# Work required
Write out each line of the material below exactly as given.

# Supplied data
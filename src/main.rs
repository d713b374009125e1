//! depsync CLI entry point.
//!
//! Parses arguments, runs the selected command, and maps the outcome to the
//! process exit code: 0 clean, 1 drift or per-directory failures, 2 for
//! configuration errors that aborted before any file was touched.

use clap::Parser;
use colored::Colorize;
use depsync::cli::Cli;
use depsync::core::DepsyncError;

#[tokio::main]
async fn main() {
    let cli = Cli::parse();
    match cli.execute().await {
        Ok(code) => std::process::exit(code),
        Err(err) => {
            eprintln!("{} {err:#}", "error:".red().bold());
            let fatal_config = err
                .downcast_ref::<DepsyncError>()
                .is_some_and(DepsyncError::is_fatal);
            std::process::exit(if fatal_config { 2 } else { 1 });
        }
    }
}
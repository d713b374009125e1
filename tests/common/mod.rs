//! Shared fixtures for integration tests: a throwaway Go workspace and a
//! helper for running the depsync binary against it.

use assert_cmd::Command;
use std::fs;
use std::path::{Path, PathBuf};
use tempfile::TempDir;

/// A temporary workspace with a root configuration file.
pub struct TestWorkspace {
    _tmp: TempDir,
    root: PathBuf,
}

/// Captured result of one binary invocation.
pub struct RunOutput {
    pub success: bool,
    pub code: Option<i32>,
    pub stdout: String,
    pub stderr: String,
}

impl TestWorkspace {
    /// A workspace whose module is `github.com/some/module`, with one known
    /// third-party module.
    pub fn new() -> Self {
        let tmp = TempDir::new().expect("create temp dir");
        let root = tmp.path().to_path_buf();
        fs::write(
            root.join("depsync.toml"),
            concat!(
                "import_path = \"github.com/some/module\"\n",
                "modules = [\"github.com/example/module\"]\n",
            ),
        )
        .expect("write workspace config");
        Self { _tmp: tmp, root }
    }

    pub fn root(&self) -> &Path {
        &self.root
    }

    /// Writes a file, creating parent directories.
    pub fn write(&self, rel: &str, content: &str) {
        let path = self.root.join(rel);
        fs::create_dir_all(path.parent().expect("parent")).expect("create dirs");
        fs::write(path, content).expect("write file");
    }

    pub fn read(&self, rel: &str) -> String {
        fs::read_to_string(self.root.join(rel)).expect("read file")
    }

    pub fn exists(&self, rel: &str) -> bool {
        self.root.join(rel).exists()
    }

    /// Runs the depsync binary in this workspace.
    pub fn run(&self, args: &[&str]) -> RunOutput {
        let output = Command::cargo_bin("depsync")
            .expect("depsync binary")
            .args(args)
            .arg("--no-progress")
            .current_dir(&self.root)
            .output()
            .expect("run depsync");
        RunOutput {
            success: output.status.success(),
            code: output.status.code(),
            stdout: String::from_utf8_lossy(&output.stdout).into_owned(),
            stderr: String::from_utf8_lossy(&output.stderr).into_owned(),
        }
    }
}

# Exercise output
filename src/main.rs
repository d713b374009125e1
//! depsync CLI entry point.
//!
//! Parses arguments, runs the selected command, and maps the outcome to the
//! process exit code: 0 clean, 1 drift or per-directory failures, 2 for
//! configuration errors that aborted before any file was touched.

use clap::Parser;
use colored::Colorize;
use depsync::cli::Cli;
use depsync::core::DepsyncError;

#[tokio::main]
async fn main() {
    let cli = Cli::parse();
    match cli.execute().await {
        Ok(code) => std::process::exit(code),
        Err(err) => {
            eprintln!("{} {err:#}", "error:".red().bold());
            let fatal_config = err
                .downcast_ref::<DepsyncError>()
                .is_some_and(DepsyncError::is_fatal);
            std::process::exit(if fatal_config { 2 } else { 1 });
        }
    }
}
repository d713b374009125e1
filename tests/common/mod.rs
//! Shared fixtures for integration tests: a throwaway Go workspace and a
//! helper for running the depsync binary against it.

use assert_cmd::Command;
use std::fs;
use std::path::{Path, PathBuf};
use tempfile::TempDir;

/// A temporary workspace with a root configuration file.
pub struct TestWorkspace {
    _tmp: TempDir,
    root: PathBuf,
}

/// Captured result of one binary invocation.
pub struct RunOutput {
    pub success: bool,
    pub code: Option<i32>,
    pub stdout: String,
    pub stderr: String,
}

impl TestWorkspace {
    /// A workspace whose module is `github.com/some/module`, with one known
    /// third-party module.
    pub fn new() -> Self {
        let tmp = TempDir::new().expect("create temp dir");
        let root = tmp.path().to_path_buf();
        fs::write(
            root.join("depsync.toml"),
            concat!(
                "import_path = \"github.com/some/module\"\n",
                "modules = [\"github.com/example/module\"]\n",
            ),
        )
        .expect("write workspace config");
        Self { _tmp: tmp, root }
    }

    pub fn root(&self) -> &Path {
        &self.root
    }

    /// Writes a file, creating parent directories.
    pub fn write(&self, rel: &str, content: &str) {
        let path = self.root.join(rel);
        fs::create_dir_all(path.parent().expect("parent")).expect("create dirs");
        fs::write(path, content).expect("write file");
    }

    pub fn read(&self, rel: &str) -> String {
        fs::read_to_string(self.root.join(rel)).expect("read file")
    }

    pub fn exists(&self, rel: &str) -> bool {
        self.root.join(rel).exists()
    }

    /// Runs the depsync binary in this workspace.
    pub fn run(&self, args: &[&str]) -> RunOutput {
        let output = Command::cargo_bin("depsync")
            .expect("depsync binary")
            .args(args)
            .arg("--no-progress")
            .current_dir(&self.root)
            .output()
            .expect("run depsync");
        RunOutput {
            success: output.status.success(),
            code: output.status.code(),
            stdout: String::from_utf8_lossy(&output.stdout).into_owned(),
            stderr: String::from_utf8_lossy(&output.stderr).into_owned(),
        }
    }
}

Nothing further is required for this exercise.